═══ RECORDS SHOWN

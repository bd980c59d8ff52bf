//! Error types for keel-db

use keel_core::MigrationId;
use thiserror::Error;

/// Database and ledger errors
#[derive(Error, Debug)]
pub enum DbError {
    /// Failed to open or create the database (L001)
    #[error("[L001] Database connection failed: {0}")]
    ConnectionError(String),

    /// Ledger table could not be created or read (L002)
    #[error("[L002] Migration ledger error: {0}")]
    LedgerError(String),

    /// Statement batch failed (L003)
    #[error("[L003] SQL execution failed: {0}")]
    ExecutionError(String),

    /// BEGIN / COMMIT / ROLLBACK failed (L004)
    #[error("[L004] Transaction failed: {0}")]
    TransactionError(String),

    /// Ledger already holds this id or source key (L005)
    #[error("[L005] Migration {id} ('{source_key}') is already recorded in the ledger")]
    DuplicateRecord {
        id: MigrationId,
        source_key: String,
    },

    /// No ledger row for this id (L006)
    #[error("[L006] No ledger record for migration {id}")]
    RecordNotFound { id: MigrationId },
}

/// Result type alias for [`DbError`].
pub type DbResult<T> = Result<T, DbError>;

══════

§ YOUR ASSIGNMENT:
Transcribe the listing in full, keeping every line exact.

§ RESULT FOR THIS TASK:
repository bd980c59d8ff52bf
//! Error types for keel-db

use keel_core::MigrationId;
use thiserror::Error;

/// Database and ledger errors
#[derive(Error, Debug)]
pub enum DbError {
    /// Failed to open or create the database (L001)
    #[error("[L001] Database connection failed: {0}")]
    ConnectionError(String),

    /// Ledger table could not be created or read (L002)
    #[error("[L002] Migration ledger error: {0}")]
    LedgerError(String),

    /// Statement batch failed (L003)
    #[error("[L003] SQL execution failed: {0}")]
    ExecutionError(String),

    /// BEGIN / COMMIT / ROLLBACK failed (L004)
    #[error("[L004] Transaction failed: {0}")]
    TransactionError(String),

    /// Ledger already holds this id or source key (L005)
    #[error("[L005] Migration {id} ('{source_key}') is already recorded in the ledger")]
    DuplicateRecord {
        id: MigrationId,
        source_key: String,
    },

    /// No ledger row for this id (L006)
    #[error("[L006] No ledger record for migration {id}")]
    RecordNotFound { id: MigrationId },
}

/// Result type alias for [`DbError`].
pub type DbResult<T> = Result<T, DbError>;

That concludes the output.